Menurut Vasudev Pamnani, Direktur I-Energy Natural Resources, satu juta ton batu bara berkalori tinggi dapat menggantikan 1,2–1,5 juta ton batu bara kalori rendah asal Indonesia.

- Advertisement -

Di China, persaingan semakin ketat karena pasokan batu bara murah dari Rusia mulai membanjiri pasar dengan kualitas serupa. Analis Kpler, Zhiyuan Li, menyebut batu bara Indonesia kini makin tertekan di tengah maraknya diskon dari negara pesaing. Di sisi lain, Australia juga mulai merebut kembali pangsa pasarnya di China sejak harga batubaranya menurun signifikan sejak Oktober 2023.

Impor Menurun, Ekspor Indonesia Tergerus

Secara keseluruhan, impor batu bara China dalam lima bulan pertama 2025 turun nyaris 10% menjadi 137,4 juta ton, sedangkan India mencatat penurunan lebih dari 5% ke 74 juta ton. Akibatnya, ekspor batu bara Indonesia ke China dan India masing-masing menyusut 12,3% dan 14,3%, dengan total ekspor nasional sepanjang Januari–Mei 2025 turun 12% menjadi 187 juta ton, menurut data Kpler.

Sebagai respons, sejumlah produsen batu bara dalam negeri mulai mengalihkan fokus ke pasar domestik. Aspindo (Asosiasi Jasa Pertambangan Indonesia) memperkirakan pengiriman lokal akan meningkat 3% tahun ini, sementara ekspor turun sekitar 10%.

Peningkatan konsumsi dalam negeri sebagian besar ditopang oleh permintaan dari industri smelter nikel. Menurut data pemerintah, porsi penggunaan domestik diproyeksikan mencapai 48,6% dari total pasokan nasional—angka tertinggi dalam satu dekade terakhir.

Batu Bara Kokas Juga Melemah

Tak hanya batu bara termal, pasar batu bara kokas global juga turut lesu.

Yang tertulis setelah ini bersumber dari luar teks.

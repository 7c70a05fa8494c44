// crates/suite-relay-agent/src/result.rs
// ============================================================================
// Module: Result Packager
// Description: Wrap execution results in size-bounded response envelopes.
// Purpose: Refuse to send results the client is configured to reject.
// Dependencies: suite-relay-core
// ============================================================================

//! ## Overview
//! Results are serialized once and checked against the configured maximum
//! before anything is written to the wire. Oversized results become a
//! `payload_too_large` rejection instead of a truncated frame.

// ============================================================================
// SECTION: Imports
// ============================================================================

use suite_relay_core::Envelope;
use suite_relay_core::EnvelopeError;
use suite_relay_core::ExecutionResult;
use suite_relay_core::PayloadKind;
use thiserror::Error;

// ============================================================================
// SECTION: Errors
// ============================================================================

/// Result packaging errors.
#[derive(Debug, Error)]
pub enum ResultError {
    /// Encoded envelope exceeds the configured maximum.
    #[error("encoded result of {size} bytes exceeds limit of {limit} bytes")]
    PayloadTooLarge {
        /// Encoded envelope size.
        size: usize,
        /// Configured maximum.
        limit: usize,
    },
    /// Envelope construction failed.
    #[error(transparent)]
    Envelope(#[from] EnvelopeError),
}

// ============================================================================
// SECTION: Packaging
// ============================================================================

/// Wraps a result in a response envelope no larger than `max_payload_bytes`.
///
/// # Errors
///
/// Returns [`ResultError::PayloadTooLarge`] when the encoded envelope would
/// exceed the limit.
pub fn package(result: &ExecutionResult, max_payload_bytes: usize) -> Result<Envelope, ResultError> {
    let envelope =
        Envelope::from_message(result.request_id.clone(), PayloadKind::ExecutionResult, result)?;
    let size = envelope.encoded_len();
    if size > max_payload_bytes {
        return Err(ResultError::PayloadTooLarge {
            size,
            limit: max_payload_bytes,
        });
    }
    Ok(envelope)
}

// ============================================================================
// SECTION: Tests
// ============================================================================

#[cfg(test)]
mod tests {
    #![allow(
        clippy::panic,
        clippy::unwrap_used,
        clippy::expect_used,
        reason = "Test-only packaging assertions."
    )]

    use suite_relay_core::ExecutionStatus;
    use suite_relay_core::FileEntry;
    use suite_relay_core::RequestId;

    use super::*;

    fn result_with_artifact(size: usize) -> ExecutionResult {
        ExecutionResult {
            request_id: RequestId::new("req"),
            status: ExecutionStatus::Success,
            exit_code: 0,
            artifacts: vec![FileEntry::new("log.html", vec![b'a'; size])],
            stdout: String::new(),
            stderr: String::new(),
            message: None,
        }
    }

    #[test]
    fn small_result_fits() {
        let envelope = package(&result_with_artifact(16), 4096).unwrap();
        assert_eq!(envelope.kind(), PayloadKind::ExecutionResult);
        let decoded: ExecutionResult = envelope.message(PayloadKind::ExecutionResult).unwrap();
        assert_eq!(decoded, result_with_artifact(16));
    }

    #[test]
    fn oversized_result_is_refused() {
        let err = package(&result_with_artifact(8192), 4096).unwrap_err();
        assert!(matches!(err, ResultError::PayloadTooLarge { limit: 4096, .. }));
    }
}
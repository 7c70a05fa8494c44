// crates/suite-relay-core/src/runtime/mod.rs
// ============================================================================
// Module: Suite Relay Runtime Helpers
// Description: Envelope codec and suite packager.
// Purpose: Move bundles between the filesystem and the wire.
// Dependencies: crate::core, tokio
// ============================================================================

//! ## Overview
//! Runtime helpers are the moving parts around the core types: the envelope
//! codec frames payloads for a stream transport, and the packager converts
//! directories to bundles and back with strict path checks.

// ============================================================================
// SECTION: Submodules
// ============================================================================

pub mod envelope;
pub mod packager;

// ============================================================================
// SECTION: Re-Exports
// ============================================================================

pub use envelope::Envelope;
pub use envelope::EnvelopeError;
pub use envelope::PROTOCOL_VERSION;
pub use envelope::PayloadKind;
pub use envelope::decode;
pub use envelope::encode;
pub use envelope::read_envelope;
pub use envelope::write_envelope;
pub use packager::PackError;
pub use packager::Packager;
pub use packager::pack;
pub use packager::unpack;
pub use packager::unpack_files;
// crates/suite-relay-transport/src/tls.rs
// ============================================================================
// Module: TLS Configuration
// Description: PEM loading and rustls server/client configuration builders.
// Purpose: Turn certificate paths into fail-closed rustls configurations.
// Dependencies: rustls, rustls-pki-types
// ============================================================================

//! ## Overview
//! Certificates and keys are consumed as PEM file paths. A server configured
//! with a client CA bundle requires and verifies client certificates; without
//! one it serves any client that trusts its certificate. Both sides use the
//! aws-lc-rs provider with the rustls safe default protocol versions.

// ============================================================================
// SECTION: Imports
// ============================================================================

use std::path::Path;
use std::path::PathBuf;
use std::sync::Arc;

use rustls::ClientConfig;
use rustls::RootCertStore;
use rustls::ServerConfig;
use rustls::crypto::CryptoProvider;
use rustls::server::WebPkiClientVerifier;
use rustls_pki_types::CertificateDer;
use rustls_pki_types::PrivateKeyDer;
use rustls_pki_types::pem::PemObject;

use crate::error::TransportError;

// ============================================================================
// SECTION: Settings
// ============================================================================

/// Server-side TLS material.
#[derive(Debug, Clone, PartialEq, Eq)]
pub struct ServerTlsSettings {
    /// Server certificate chain (PEM).
    pub cert_path: PathBuf,
    /// Server private key (PEM).
    pub key_path: PathBuf,
    /// Client CA bundle (PEM); enables mutual TLS when set.
    pub client_ca_path: Option<PathBuf>,
}

/// Client certificate and key used for mutual TLS.
#[derive(Debug, Clone, PartialEq, Eq)]
pub struct ClientIdentity {
    /// Client certificate chain (PEM).
    pub cert_path: PathBuf,
    /// Client private key (PEM).
    pub key_path: PathBuf,
}

/// Client-side TLS material.
#[derive(Debug, Clone, PartialEq, Eq)]
pub struct ClientTlsSettings {
    /// CA bundle (PEM) the server certificate must chain to.
    pub trust_anchor_path: PathBuf,
    /// Optional client identity.
    pub identity: Option<ClientIdentity>,
    /// Name the server certificate must be valid for.
    pub server_name: String,
}

// ============================================================================
// SECTION: PEM Loading
// ============================================================================

/// Loads every certificate from a PEM file.
///
/// # Errors
///
/// Returns [`TransportError::Configuration`] when the file is unreadable,
/// malformed, or contains no certificates.
pub fn load_certs(path: &Path) -> Result<Vec<CertificateDer<'static>>, TransportError> {
    let certs = CertificateDer::pem_file_iter(path)
        .map_err(|err| pem_error("certificates", path, &err))?
        .collect::<Result<Vec<_>, _>>()
        .map_err(|err| pem_error("certificates", path, &err))?;
    if certs.is_empty() {
        return Err(TransportError::Configuration(format!(
            "no certificates found in {}",
            path.display()
        )));
    }
    Ok(certs)
}

/// Loads the first private key from a PEM file.
///
/// # Errors
///
/// Returns [`TransportError::Configuration`] when the file is unreadable or
/// contains no private key.
pub fn load_key(path: &Path) -> Result<PrivateKeyDer<'static>, TransportError> {
    PrivateKeyDer::from_pem_file(path).map_err(|err| pem_error("private key", path, &err))
}

/// Loads a PEM bundle into a root store.
fn load_roots(path: &Path) -> Result<RootCertStore, TransportError> {
    let mut roots = RootCertStore::empty();
    for cert in load_certs(path)? {
        roots.add(cert).map_err(|err| {
            TransportError::Configuration(format!(
                "invalid trust anchor in {}: {err}",
                path.display()
            ))
        })?;
    }
    Ok(roots)
}

/// Formats a PEM loading failure.
fn pem_error(what: &str, path: &Path, err: &impl std::fmt::Display) -> TransportError {
    TransportError::Configuration(format!("failed to read {what} from {}: {err}", path.display()))
}

/// Returns the crypto provider shared by both sides.
fn crypto_provider() -> Arc<CryptoProvider> {
    Arc::new(rustls::crypto::aws_lc_rs::default_provider())
}

// ============================================================================
// SECTION: Config Builders
// ============================================================================

/// Builds the agent's rustls configuration.
///
/// # Errors
///
/// Returns [`TransportError::Configuration`] when material is unreadable,
/// empty, or the key does not match the certificate.
pub fn server_config(settings: &ServerTlsSettings) -> Result<Arc<ServerConfig>, TransportError> {
    let provider = crypto_provider();
    let certs = load_certs(&settings.cert_path)?;
    let key = load_key(&settings.key_path)?;
    let builder = ServerConfig::builder_with_provider(Arc::clone(&provider))
        .with_safe_default_protocol_versions()
        .map_err(|err| TransportError::Configuration(err.to_string()))?;
    let builder = match &settings.client_ca_path {
        Some(path) => {
            let roots = load_roots(path)?;
            let verifier = WebPkiClientVerifier::builder_with_provider(Arc::new(roots), provider)
                .build()
                .map_err(|err| {
                    TransportError::Configuration(format!("client verifier: {err}"))
                })?;
            builder.with_client_cert_verifier(verifier)
        }
        None => builder.with_no_client_auth(),
    };
    let config = builder.with_single_cert(certs, key).map_err(|err| {
        TransportError::Configuration(format!("server certificate and key rejected: {err}"))
    })?;
    Ok(Arc::new(config))
}

/// Builds the client's rustls configuration.
///
/// # Errors
///
/// Returns [`TransportError::Configuration`] when material is unreadable,
/// empty, or the client key does not match its certificate.
pub fn client_config(settings: &ClientTlsSettings) -> Result<Arc<ClientConfig>, TransportError> {
    let roots = load_roots(&settings.trust_anchor_path)?;
    let builder = ClientConfig::builder_with_provider(crypto_provider())
        .with_safe_default_protocol_versions()
        .map_err(|err| TransportError::Configuration(err.to_string()))?
        .with_root_certificates(roots);
    let config = match &settings.identity {
        Some(identity) => {
            let certs = load_certs(&identity.cert_path)?;
            let key = load_key(&identity.key_path)?;
            builder.with_client_auth_cert(certs, key).map_err(|err| {
                TransportError::Configuration(format!("client certificate and key rejected: {err}"))
            })?
        }
        None => builder.with_no_client_auth(),
    };
    Ok(Arc::new(config))
}

// ============================================================================
// SECTION: Tests
// ============================================================================

#[cfg(test)]
mod tests {
    #![allow(
        clippy::panic,
        clippy::unwrap_used,
        clippy::expect_used,
        reason = "Test-only configuration assertions."
    )]

    use super::*;

    #[test]
    fn missing_certificate_file_is_configuration_error() {
        let dir = tempfile::tempdir().unwrap();
        let err = load_certs(&dir.path().join("absent.pem")).unwrap_err();
        assert!(matches!(err, TransportError::Configuration(_)));
    }

    #[test]
    fn empty_certificate_file_is_configuration_error() {
        let dir = tempfile::tempdir().unwrap();
        let path = dir.path().join("empty.pem");
        std::fs::write(&path, b"").unwrap();
        let err = load_certs(&path).unwrap_err();
        assert!(err.to_string().contains("no certificates"));
    }

    #[test]
    fn file_without_key_is_configuration_error() {
        let dir = tempfile::tempdir().unwrap();
        let path = dir.path().join("nokey.pem");
        std::fs::write(&path, b"not a key").unwrap();
        assert!(matches!(load_key(&path), Err(TransportError::Configuration(_))));
    }
}
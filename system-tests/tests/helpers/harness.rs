// system-tests/tests/helpers/harness.rs
// ============================================================================
// Module: Agent Harness
// Description: Spawn agents, flaky fronts, and client configs for tests.
// Purpose: Deterministic agent startup and teardown per scenario.
// Dependencies: suite-relay-agent, suite-relay-config, tokio
// ============================================================================

use std::fs;
use std::path::Path;
use std::sync::Arc;

use suite_relay_agent::AgentRuntime;
use suite_relay_agent::AuditEvent;
use suite_relay_agent::AuditSink;
use suite_relay_agent::ExecutionEngine;
use suite_relay_agent::MemoryAuditSink;
use suite_relay_config::AgentConfig;
use suite_relay_config::ArtifactsConfig;
use suite_relay_config::AuditConfig;
use suite_relay_config::ClientConfig;
use suite_relay_config::EngineConfig;
use system_tests::tls::TlsFixtures;
use tempfile::TempDir;
use tokio::net::TcpListener;
use tokio::net::TcpStream;
use tokio::sync::oneshot;
use tokio::task::JoinHandle;

/// Agent knobs varied across scenarios.
#[derive(Clone, Copy)]
pub struct AgentOptions {
    /// Require client certificates.
    pub mutual_tls: bool,
    /// Requests allowed to wait for the slot.
    pub max_queue_depth: usize,
    /// Frame payload limit.
    pub max_payload_bytes: usize,
    /// Configured execution bound.
    pub execution_timeout_seconds: u64,
}

impl Default for AgentOptions {
    fn default() -> Self {
        Self {
            mutual_tls: true,
            max_queue_depth: 0,
            max_payload_bytes: 4 * 1024 * 1024,
            execution_timeout_seconds: 30,
        }
    }
}

/// Handle for a spawned agent.
pub struct AgentHandle {
    /// Bound address.
    address: String,
    /// Captured audit events.
    audit: Arc<MemoryAuditSink>,
    /// Per-request working directories live here.
    work_root: TempDir,
    /// Stops the accept loop.
    shutdown: Option<oneshot::Sender<()>>,
    /// Accept loop task.
    join: JoinHandle<()>,
}

impl AgentHandle {
    /// Returns `127.0.0.1:<port>`.
    pub fn address(&self) -> &str {
        &self.address
    }

    /// Returns recorded audit events.
    pub fn audit_events(&self) -> Vec<AuditEvent> {
        self.audit.events()
    }

    /// Returns the agent's work root.
    pub fn work_root(&self) -> &Path {
        self.work_root.path()
    }

    /// Stops accepting connections and waits for the accept loop.
    pub async fn shutdown(mut self) {
        if let Some(shutdown) = self.shutdown.take() {
            let _ = shutdown.send(());
        }
        let _ = self.join.await;
    }
}

/// Binds an agent on an ephemeral port and serves it in the background.
pub async fn spawn_agent(
    tls: &TlsFixtures,
    engine: Arc<dyn ExecutionEngine>,
    options: AgentOptions,
) -> AgentHandle {
    let work_root = tempfile::tempdir().expect("work root");
    let config = AgentConfig {
        bind_address: "127.0.0.1:0".to_string(),
        server_cert_path: tls.agent_cert.display().to_string(),
        server_key_path: tls.agent_key.display().to_string(),
        trusted_client_ca_path: options.mutual_tls.then(|| tls.ca_pem.display().to_string()),
        execution_timeout_seconds: options.execution_timeout_seconds,
        max_queue_depth: options.max_queue_depth,
        max_payload_bytes: options.max_payload_bytes,
        work_root: Some(work_root.path().display().to_string()),
        engine: EngineConfig::default(),
        artifacts: ArtifactsConfig::default(),
        audit: AuditConfig::default(),
    };
    let audit = Arc::new(MemoryAuditSink::new());
    let sink: Arc<dyn AuditSink> = audit.clone();
    let runtime = AgentRuntime::bind(&config, engine, sink).await.expect("bind agent");
    let address = runtime.local_addr().expect("agent address").to_string();
    let (shutdown, stop) = oneshot::channel::<()>();
    let join = tokio::spawn(async move {
        let _ = runtime
            .serve_until(async {
                let _ = stop.await;
            })
            .await;
    });
    AgentHandle {
        address,
        audit,
        work_root,
        shutdown: Some(shutdown),
        join,
    }
}

/// Listens on loopback, closes its first `drops` connections unanswered, and
/// forwards later ones to `target`. Returns the front address.
pub async fn spawn_flaky_front(target: &str, drops: usize) -> (String, JoinHandle<()>) {
    let listener = TcpListener::bind("127.0.0.1:0").await.expect("bind front");
    let address = listener.local_addr().expect("front address").to_string();
    let target = target.to_string();
    let join = tokio::spawn(async move {
        let mut seen = 0;
        while let Ok((mut inbound, _)) = listener.accept().await {
            seen += 1;
            if seen <= drops {
                drop(inbound);
                continue;
            }
            let target = target.clone();
            tokio::spawn(async move {
                if let Ok(mut outbound) = TcpStream::connect(&target).await {
                    let _ = tokio::io::copy_bidirectional(&mut inbound, &mut outbound).await;
                }
            });
        }
    });
    (address, join)
}

/// Builds a client config for `address` trusting the fixture CA.
pub fn client_config(tls: &TlsFixtures, address: &str, with_identity: bool) -> ClientConfig {
    ClientConfig {
        agent_address: address.to_string(),
        server_name: Some("localhost".to_string()),
        trust_anchor_path: tls.ca_pem.display().to_string(),
        client_cert_path: with_identity.then(|| tls.client_cert.display().to_string()),
        client_key_path: with_identity.then(|| tls.client_key.display().to_string()),
        max_attempts: 3,
        retry_backoff_ms: 50,
        response_grace_seconds: 5,
        max_payload_bytes: 4 * 1024 * 1024,
        default_timeout_seconds: 30,
    }
}

/// Writes a two-file suite plus a file the packager must skip.
pub fn write_suite(root: &Path) {
    fs::write(
        root.join("suite.robot"),
        "*** Settings ***\nResource    resource.txt\n\n*** Test Cases ***\nGreets\n    Say Hello\n",
    )
    .expect("write suite");
    fs::write(root.join("resource.txt"), "*** Keywords ***\nSay Hello\n    Log    hello\n")
        .expect("write resource");
    fs::write(root.join("notes.md"), "not packed").expect("write notes");
}
// crates/suite-relay-transport/src/lib.rs
// ============================================================================
// Module: Suite Relay Transport Library
// Description: TLS listener and connector for agent and client.
// Purpose: Provide encrypted, optionally mutually-authenticated channels.
// Dependencies: rustls, tokio, tokio-rustls
// ============================================================================

//! ## Overview
//! The transport layer wraps TCP in TLS. The agent side binds a
//! [`SecureListener`] whose accepted connections report the verified peer
//! identity; the client side dials through a [`SecureConnector`]. There is no
//! plaintext mode.
//!
//! Security posture: peers are untrusted until the handshake completes;
//! protocol versions and cipher suites are the rustls safe defaults.

// ============================================================================
// SECTION: Modules
// ============================================================================

pub mod connector;
pub mod error;
pub mod listener;
pub mod tls;

// ============================================================================
// SECTION: Re-Exports
// ============================================================================

pub use connector::ClientStream;
pub use connector::SecureConnector;
pub use connector::connect;
pub use error::TransportError;
pub use listener::AcceptedConnection;
pub use listener::Incoming;
pub use listener::PeerIdentity;
pub use listener::SecureListener;
pub use listener::ServerStream;
pub use listener::listen;
pub use tls::ClientIdentity;
pub use tls::ClientTlsSettings;
pub use tls::ServerTlsSettings;
// ============================================================================
// SECTION: Errors
// ============================================================================

/// Packaging and materialization errors.
#[derive(Debug, Error)]
pub enum PackError {
    /// Path escapes its root or is otherwise unsafe.
    #[error("path security violation for {path}: {reason}")]
    PathSecurity {
        /// Offending path.
        path: String,
        /// Violation description.
        reason: String,
    },
    /// Reading the source tree failed.
    #[error("failed to read {path}: {message}")]
    Read {
        /// Path being read.
        path: String,
        /// I/O error description.
        message: String,
    },
    /// Writing the destination tree failed; written files were removed.
    #[error("failed to write {path}: {message}")]
    Write {
        /// Path being written.
        path: String,
        /// I/O error description.
        message: String,
    },
    /// Resulting bundle is structurally invalid.
    #[error("invalid bundle: {0}")]
    InvalidBundle(String),
    /// Bundle contents exceed the configured size limit.
    #[error("bundle content of {size} bytes exceeds limit of {limit} bytes")]
    TooLarge {
        /// Total content bytes.
        size: usize,
        /// Configured maximum.
        limit: usize,
    },
}

impl From<BundleError> for PackError {
    fn from(err: BundleError) -> Self {
        match err {
            BundleError::UnsafePath {
                path,
                reason,
            } => Self::PathSecurity {
                path,
                reason: reason.to_string(),
            },
            other => Self::InvalidBundle(other.to_string()),
        }
    }
}

// ============================================================================
// SECTION: Packager
// ============================================================================

/// Directory walker producing bundles and file snapshots.
#[derive(Debug, Clone, Default)]
pub struct Packager {
    /// Lowercase extensions to include; `None` includes every file.
    extensions: Option<BTreeSet<String>>,
    /// Maximum total content bytes per bundle.
    max_bundle_bytes: Option<usize>,
}
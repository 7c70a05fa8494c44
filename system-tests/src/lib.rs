// system-tests/src/lib.rs
// ============================================================================
// Module: Suite Relay System Tests Library
// Description: Shared fixtures for end-to-end relay scenarios.
// Purpose: Provide TLS material and scripted engines to the test binaries.
// Dependencies: rcgen, suite-relay-agent, tempfile, tokio
// ============================================================================

//! ## Overview
//! Fixtures used by the scenarios in `system-tests/tests`. Certificates are
//! generated per test run so no private key is committed, and the engines
//! stand in for a real test runner so scenarios stay deterministic.

// ============================================================================
// SECTION: Modules
// ============================================================================

pub mod engines;
pub mod tls;
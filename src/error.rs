use thiserror::Error;

use crate::spec::SpecKey;

/// Error raised while declaring options or changing specification defaults.
///
/// Declaration errors never leave a half-built option behind: the registry
/// is unchanged when any of these is returned from [`Options::add_option`].
///
/// [`Options::add_option`]: crate::Options::add_option
#[derive(Debug, Error)]
pub enum OptionErr {
    /// A specification field holds a malformed or out-of-domain value.
    #[error("invalid {key}: {value}")]
    InvalidSpecification {
        key: SpecKey,
        value: String,
    },

    /// A specification keyword is not one of the recognized keys.
    #[error("invalid option specification keyword: {0}")]
    UnknownKeyword(String),

    /// The name is already owned by a registered option.
    #[error("option name already registered: {0}")]
    DuplicateName(String),

    /// A declaration document is not well-formed JSON of the expected shape.
    #[error("malformed option declarations: {0}")]
    Json(#[from] serde_json::Error),
}

impl OptionErr {
    pub(crate) fn invalid<T: std::fmt::Debug>(key: SpecKey, value: T) -> OptionErr {
        OptionErr::InvalidSpecification {
            key,
            value: format!("{:?}", value),
        }
    }
}

/// Argument parsing error.
///
/// Every variant aborts the whole parse; no partial result is returned.
#[derive(Debug, Clone, PartialEq, Eq, Error)]
pub enum ParseErr {
    /// A token has option syntax but no registered option owns the name.
    #[error("unknown option given: {0}")]
    UnknownOption(String),

    /// An option that requires an argument was given without one.
    #[error("mandatory option argument not given: {0}")]
    MissingArgument(String),

    /// An integer value lies outside the option's bounds.
    ///
    /// A literal beyond the `i64` range is reported as `i64::MAX` or `i64::MIN`.
    #[error("integer value out of range for option '{option}': {value}")]
    ValueOutOfRange {
        option: String,
        value: i64,
    },

    /// A string value is not a member of the option's domain.
    #[error("string value not from domain for option '{option}': {value}")]
    ValueNotInDomain {
        option: String,
        value: String,
    },

    /// The argument of an integer option is not an integer.
    #[error("invalid integer value for option '{option}': {value}")]
    InvalidInteger {
        option: String,
        value: String,
    },

    /// A mandatory option received no value, neither explicit nor default.
    #[error("mandatory option not given: {0}")]
    MissingOption(String),

    /// A short option cluster carries trailing content that is not an option letter.
    ///
    /// Only raised when the parser is built with [`ClusterRemainder::Reject`].
    ///
    /// [`ClusterRemainder::Reject`]: crate::ClusterRemainder::Reject
    #[error("malformed short option cluster: {0}")]
    MalformedCluster(String),
}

BigMint melaporkan bahwa ekspor batu bara metalurgi ini turun 1,4% YoY menjadi sekitar 139 juta ton sepanjang Januari–Mei 2025.

Kondisi ini disebabkan oleh penurunan produksi baja global, lesunya harga logam, tarif impor yang membebani perdagangan, dan permintaan baja yang lemah terutama dari China. Selain itu, tingginya harga energi di kawasan Uni Eropa turut menekan industri baja sebagai konsumen utama batu bara kokas.